Soraphen A eliminates the HER2-enhanced formation of mammospheres
We next examined whether treatment with soraphen A was sufficient to prevent the well-recognized ability of the oncogene HER2 to expand the breast CSC population. MCF-7 cells engineered to overexpress HER2 (MCF-7/HER2) exhibited a significantly increased ability to form mammospheres (3.8 ± 0.1%) compared to parental MCF-7 cells. However, this enhanced spheroid formation capability of MCF-7/HER2 cells was drastically reduced following treatment with soraphen A, which decreased the MSFE by 50% at ~3 nmol/L (i.e., a Soraphen A concentration 5 times lower than that needed to decrease MSFE by 50% in MCF-7 parental cells).

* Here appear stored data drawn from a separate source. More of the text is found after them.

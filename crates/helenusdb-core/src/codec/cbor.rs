use crate::codec::{CodecError, ObjectCodec};
use serde::{Serialize, de::DeserializeOwned};
use serde_cbor::{from_slice, to_vec};
use std::panic::{AssertUnwindSafe, catch_unwind};

/// Largest payload the CBOR codec will attempt to decode.
pub const MAX_OBJECT_BYTES: usize = 16 * 1024 * 1024;

///
/// CborCodec
///
/// Compact binary payloads via `serde_cbor`.
///

#[derive(Clone, Copy, Debug)]
pub struct CborCodec {
    max_bytes: usize,
}

impl CborCodec {
    #[must_use]
    pub const fn new() -> Self {
        Self::with_limit(MAX_OBJECT_BYTES)
    }

    #[must_use]
    pub const fn with_limit(max_bytes: usize) -> Self {
        Self { max_bytes }
    }
}

impl Default for CborCodec {
    fn default() -> Self {
        Self::new()
    }
}

impl<T> ObjectCodec<T> for CborCodec
where
    T: Serialize + DeserializeOwned,
{
    fn encode(&self, entity: &T) -> Result<Vec<u8>, CodecError> {
        to_vec(entity).map_err(|e| CodecError::Encode(e.to_string()))
    }

    /// Input size is bounded before decode, and a panic inside the decoder
    /// is reported as a decode error.
    fn decode(&self, bytes: &[u8]) -> Result<T, CodecError> {
        if bytes.len() > self.max_bytes {
            return Err(CodecError::SizeLimitExceeded {
                len: bytes.len(),
                max_bytes: self.max_bytes,
            });
        }

        match catch_unwind(AssertUnwindSafe(|| from_slice(bytes))) {
            Ok(Ok(value)) => Ok(value),
            Ok(Err(err)) => Err(CodecError::Decode(err.to_string())),
            Err(_) => Err(CodecError::Decode(
                "panic during CBOR deserialization".into(),
            )),
        }
    }

    fn format(&self) -> &'static str {
        "cbor"
    }
}
//! Key definitions: which columns partition and cluster a view, how their
//! values are read from an entity, and how they render into statements.
//!
//! Rendering is pure and always lists partition components before
//! clustering components, in declaration order.

mod builder;
mod component;
mod identifier;


use crate::error::Error;
use std::{collections::BTreeSet, fmt};

pub use builder::KeyDefinitionBuilder;
pub(crate) use component::validate_name;
pub use component::{ClusteringKeyComponent, ClusteringOrder, Extractor, KeyComponent};
pub use identifier::{Identifier, PropertyAccess};

///
/// KeyDefinition
///
/// Partition components (at least one), clustering components (zero or
/// more), and whether the unit of work must enforce uniqueness for views
/// keyed by this definition.
///

#[derive(Clone, Debug)]
pub struct KeyDefinition {
    partition: Vec<KeyComponent>,
    clustering: Vec<ClusteringKeyComponent>,
    unique: bool,
}

impl KeyDefinition {
    pub fn new(
        partition: Vec<KeyComponent>,
        clustering: Vec<ClusteringKeyComponent>,
        unique: bool,
    ) -> Result<Self, Error> {
        if partition.is_empty() {
            return Err(Error::key_definition(
                "key definition requires at least one partition key",
            ));
        }

        let mut seen = BTreeSet::new();
        for component in partition.iter().chain(clustering.iter().map(|c| c.component())) {
            validate_name(component.column(), false)?;
            validate_name(component.property(), true)?;

            if !seen.insert(component.column()) {
                return Err(Error::key_definition(format!(
                    "key column '{}' is declared more than once",
                    component.column()
                )));
            }
        }

        Ok(Self {
            partition,
            clustering,
            unique,
        })
    }

    #[must_use]
    pub fn builder() -> KeyDefinitionBuilder {
        KeyDefinitionBuilder::new()
    }

    #[must_use]
    pub fn partition_keys(&self) -> &[KeyComponent] {
        &self.partition
    }

    #[must_use]
    pub fn clustering_keys(&self) -> &[ClusteringKeyComponent] {
        &self.clustering
    }

    #[must_use]
    pub const fn is_unique(&self) -> bool {
        self.unique
    }

    /// Total number of key columns.
    #[must_use]
    pub const fn len(&self) -> usize {
        self.partition.len() + self.clustering.len()
    }

    #[must_use]
    pub const fn has_clustering(&self) -> bool {
        !self.clustering.is_empty()
    }

    /// All components, partition first.
    pub fn components(&self) -> impl Iterator<Item = &KeyComponent> {
        self.partition
            .iter()
            .chain(self.clustering.iter().map(ClusteringKeyComponent::component))
    }

    /// Derive the identifier of `entity` under this definition.
    pub fn identifier<E>(&self, entity: &E) -> Result<Identifier, Error>
    where
        E: PropertyAccess + ?Sized,
    {
        self.components()
            .map(|component| component.extract(entity))
            .collect::<Result<Vec<_>, _>>()
            .map(Identifier::new)
    }

    /// Column declarations, e.g. `account_id uuid, name text`.
    #[must_use]
    pub fn as_columns(&self) -> String {
        self.components()
            .map(KeyComponent::as_column)
            .collect::<Vec<_>>()
            .join(", ")
    }

    /// Primary key body, e.g. `(account_id), name`.
    #[must_use]
    pub fn as_primary_key(&self) -> String {
        let partition = self
            .partition
            .iter()
            .map(KeyComponent::column)
            .collect::<Vec<_>>()
            .join(", ");
        let mut out = format!("({partition})");

        for component in &self.clustering {
            out.push_str(", ");
            out.push_str(component.column());
        }

        out
    }

    /// `CLUSTERING ORDER BY (...)`, or an empty string without clustering keys.
    #[must_use]
    pub fn as_clustering_key(&self) -> String {
        if self.clustering.is_empty() {
            return String::new();
        }

        let ordering = self
            .clustering
            .iter()
            .map(ClusteringKeyComponent::as_ordering)
            .collect::<Vec<_>>()
            .join(", ");

        format!("CLUSTERING ORDER BY ({ordering})")
    }

    /// Key column names for insert column lists.
    #[must_use]
    pub fn as_select_properties(&self) -> String {
        self.components()
            .map(KeyComponent::column)
            .collect::<Vec<_>>()
            .join(", ")
    }

    /// Equality predicates over every key column.
    #[must_use]
    pub fn as_identity_clause(&self) -> String {
        self.as_identity_clause_prefix(self.len())
    }

    /// Equality predicates over the first `count` key columns, partition
    /// first. `count` is clamped to the key length.
    #[must_use]
    pub fn as_identity_clause_prefix(&self, count: usize) -> String {
        self.components()
            .take(count)
            .map(KeyComponent::as_predicate)
            .collect::<Vec<_>>()
            .join(" AND ")
    }

    /// One positional placeholder per key column plus `extra`.
    #[must_use]
    pub fn as_question_marks(&self, extra: usize) -> String {
        vec!["?"; self.len() + extra].join(", ")
    }
}

impl fmt::Display for KeyDefinition {
    fn fmt(&self, f: &mut fmt::Formatter<'_>) -> fmt::Result {
        write!(f, "({})", self.as_primary_key())?;
        if self.unique {
            f.write_str(" unique")?;
        }
        Ok(())
    }
}
//! Object codecs turn entities into the opaque payload stored in a
//! document's `object` column and back.
//!
//! Codecs are format-level only: they know nothing about keys, tables or
//! sessions.

mod cbor;
mod json;

#[cfg(test)]
mod tests;

use std::fmt;
use thiserror::Error as ThisError;

pub use cbor::{CborCodec, MAX_OBJECT_BYTES};
pub use json::JsonCodec;

///
/// ObjectCodec
///
/// Payload encoding for one entity type. Implementations must be pure:
/// decoding the output of `encode` yields an equal entity.
///

pub trait ObjectCodec<T>: Send + Sync {
    fn encode(&self, entity: &T) -> Result<Vec<u8>, CodecError>;

    fn decode(&self, bytes: &[u8]) -> Result<T, CodecError>;

    /// Short format name used in logs.
    fn format(&self) -> &'static str;
}

///
/// CodecError
///

#[derive(Debug, ThisError)]
pub enum CodecError {
    #[error("encode error: {0}")]
    Encode(String),

    #[error("decode error: {0}")]
    Decode(String),

    #[error("decode size limit exceeded: {len} bytes (limit {max_bytes})")]
    SizeLimitExceeded { len: usize, max_bytes: usize },
}

///
/// CodecErrorKind
///
/// Stable kind taxonomy, independent of backend message text.
///

#[derive(Clone, Copy, Debug, Eq, PartialEq)]
pub enum CodecErrorKind {
    Encode,
    Decode,
    SizeLimitExceeded,
}

impl CodecErrorKind {
    #[must_use]
    pub const fn as_str(self) -> &'static str {
        match self {
            Self::Encode => "encode",
            Self::Decode => "decode",
            Self::SizeLimitExceeded => "size_limit_exceeded",
        }
    }
}

impl fmt::Display for CodecErrorKind {
    fn fmt(&self, f: &mut fmt::Formatter<'_>) -> fmt::Result {
        f.write_str(self.as_str())
    }
}

impl CodecError {
    #[must_use]
    pub const fn kind(&self) -> CodecErrorKind {
        match self {
            Self::Encode(_) => CodecErrorKind::Encode,
            Self::Decode(_) => CodecErrorKind::Decode,
            Self::SizeLimitExceeded { .. } => CodecErrorKind::SizeLimitExceeded,
        }
    }
}
//! ## Crate layout
//! - `core`: keys, documents, statement factories, change tracking, the unit
//!   of work, commit strategies, and the document repository.
//! - `config`: TOML configuration for keyspaces, table TTLs, and batch types.
//!
//! The `prelude` module carries what application code needs to define tables
//! and persist entities.

pub use helenusdb_config as config;
pub use helenusdb_core as core;

/// re-exports
///
/// entity crates implementing the session or codec traits need these without
/// listing them in their own Cargo.toml
pub mod __reexports {
    pub use async_trait;
    pub use serde;
    pub use uuid;
}

//
// Consts
//

/// Workspace version re-export for downstream tooling/tests.
pub const VERSION: &str = env!("CARGO_PKG_VERSION");

pub use crate::core::Error;

///
/// Prelude
///

pub mod prelude {
    pub use crate::config::{Config, UnitOfWorkMode};
    pub use crate::core::{
        codec::{CborCodec, JsonCodec, ObjectCodec},
        commit::UnitOfWorkType,
        prelude::*,
        repository::{DocumentRepository, Page},
        schema::SchemaWriter as _,
        session::{MemorySession, PagingState, Session},
        unit_of_work::DocumentUnitOfWork,
    };
    pub use serde::{Deserialize, Serialize};
}
//! Storage session contract.
//!
//! The session is owned by the caller and shared by every statement factory
//! and unit of work built on it. Preparation is synchronous; execution and
//! batch submission are asynchronous.

mod memory;
mod result;
mod statement;


use async_trait::async_trait;
use std::sync::Arc;
use thiserror::Error as ThisError;

pub use memory::{FailurePoint, MemorySession};
pub use result::{PagingState, ResultSet, Row};
pub use statement::{
    Batch, BatchType, BoundStatement, PreparedStatement, StatementKind, StatementSpec,
};

/// Column carrying the outcome of a conditional write.
pub const APPLIED_COLUMN: &str = "[applied]";

/// Column carrying the row count of an existence probe.
pub const COUNT_COLUMN: &str = "count";

///
/// Session
///

#[async_trait]
pub trait Session: Send + Sync {
    /// Prepare a statement. Callers cache the result; every call may hit
    /// the storage engine.
    fn prepare(&self, spec: StatementSpec) -> Result<Arc<PreparedStatement>, StorageError>;

    async fn execute(&self, statement: &BoundStatement) -> Result<ResultSet, StorageError>;

    /// Apply every statement in `batch` as one group.
    async fn execute_batch(&self, batch: &Batch) -> Result<ResultSet, StorageError>;
}

///
/// StorageError
///
/// Failures reported by the storage engine.
///

#[derive(Clone, Debug, Eq, PartialEq, ThisError)]
pub enum StorageError {
    #[error("bind failed: expected {expected} values, found {found}")]
    Bind { expected: usize, found: usize },

    #[error("execution failed: {0}")]
    Execution(String),

    #[error("prepare failed: {0}")]
    Prepare(String),

    #[error("operation timed out: {0}")]
    Timeout(String),

    #[error("storage unavailable: {0}")]
    Unavailable(String),
}
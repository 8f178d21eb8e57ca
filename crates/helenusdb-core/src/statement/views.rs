use crate::{
    document::Document,
    error::Error,
    key::Identifier,
    session::{BoundStatement, Session},
    statement::StatementFactory,
    table::PrimaryTable,
    value::Value,
};
use std::{collections::BTreeMap, sync::Arc};

///
/// ViewStatements
///
/// Statement factories by view name. The unit of work resolves every
/// registered change through this registry.
///

#[derive(Debug, Default)]
pub struct ViewStatements {
    views: BTreeMap<String, Arc<StatementFactory>>,
}

impl ViewStatements {
    #[must_use]
    pub fn new() -> Self {
        Self::default()
    }

    /// One factory per table of `primary`, keyed by table name.
    pub fn for_primary(session: &Arc<dyn Session>, primary: &PrimaryTable) -> Self {
        let mut statements = Self::new();
        statements.insert(StatementFactory::for_primary(Arc::clone(session), primary));
        for view in primary.views() {
            statements.insert(StatementFactory::new(Arc::clone(session), view.clone()));
        }

        statements
    }

    #[must_use]
    pub fn with(mut self, factory: StatementFactory) -> Self {
        self.insert(factory);
        self
    }

    /// Register `factory` under its table name, replacing any previous one.
    pub fn insert(&mut self, factory: StatementFactory) {
        self.views
            .insert(factory.table().name().to_string(), Arc::new(factory));
    }

    pub fn get(&self, view: &str) -> Result<&Arc<StatementFactory>, Error> {
        self.views.get(view).ok_or_else(|| Error::unknown_view(view))
    }

    #[must_use]
    pub fn contains(&self, view: &str) -> bool {
        self.views.contains_key(view)
    }

    pub fn view_names(&self) -> impl Iterator<Item = &str> {
        self.views.keys().map(String::as_str)
    }

    /// True when the unit of work must probe existence before writing to
    /// `view`. Unknown views are never unique.
    #[must_use]
    pub fn is_view_unique(&self, view: &str) -> bool {
        self.views
            .get(view)
            .is_some_and(|factory| factory.table().is_unique())
    }

    pub fn create<T>(&self, view: &str, document: &mut Document<T>) -> Result<BoundStatement, Error> {
        self.get(view)?.create(document)
    }

    pub fn upsert<T>(&self, view: &str, document: &mut Document<T>) -> Result<BoundStatement, Error> {
        self.get(view)?.upsert(document)
    }

    pub fn update<T>(&self, view: &str, document: &mut Document<T>) -> Result<BoundStatement, Error> {
        self.get(view)?.update(document)
    }

    pub fn delete(&self, view: &str, id: &Identifier) -> Result<BoundStatement, Error> {
        self.get(view)?.delete(id)
    }

    pub fn exists(&self, view: &str, id: &Identifier) -> Result<BoundStatement, Error> {
        self.get(view)?.exists(id)
    }

    pub fn read(&self, view: &str, id: &Identifier) -> Result<BoundStatement, Error> {
        self.get(view)?.read(id)
    }

    pub fn read_all(&self, view: &str, prefix: &[Value]) -> Result<BoundStatement, Error> {
        self.get(view)?.read_all(prefix)
    }
}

The highest dose of the soraphen A (50 nmol/L) elicited inhibitory effects of ~80% compared to the basal MSFE found in untreated MCF-7/HER2 tumor sphere cultures (Fig. 2). Mammosphere formation was also drastically decreased by soraphen A treatment in SKBR3 cells, which are a natural model of HER2 overexpression and HER2 dependency for cell proliferation and survival (data not shown).
Similar to the results obtained with MCF-7 cells, the reductions in mammosphere formation were not due to non-specific soraphen A toxicity, as identical concentrations of the drug had no drastic impact on MCF-7/HER2 cell viability under adherent culture conditions. These findings strongly suggest that the mechanism of action targeted by nanomolar concentrations of soraphen A is not essential for the bulk breast cancer cell population.
Soraphen A decreases the percentage of breast cancer cells expressing the CSC marker ALDEFLUOR
The drastic decrease in mammosphere formation rates observed following treatment of MCF-7 and MCF-7/HER2 cancer cell populations with Soraphen A certainly provided preliminary insight as to the Soraphen A's mechanism of action, in particular to its putative ability to specifically remove CSCs from the bulk population. We therefore envisioned that Soraphen A might specifically suppress aldehyde dehydrogenase (ALDH)-positive CSC-like cells. Using flow cytometry and the ALDEFLUOR® reagent, we first confirmed the presence of an enhanced aldefluor-positive sub-population in MCF-7 and MCF-7/HER2 cells. In Soraphen A-naïve MCF-7 cell populations, approximately 2.4% of the cells expressed high ALDH activity (Fig. 3A). Interestingly, in Soraphen A-treated MCF-7 cell populations, solely 1.5% of the cells remained ALDH-positive. We confirmed that overexpression of HER2 increased the aldefluor-positive population almost twofold compared to MCF-7 parental cells; remarkably, the aldefluor-positive cell content drastically decreased from 4% in Soraphen A-naïve MCF-7/HER2 cell populations to 1.8% in Soraphen A-treated MCF-7/HER2 cells (Fig. 3B).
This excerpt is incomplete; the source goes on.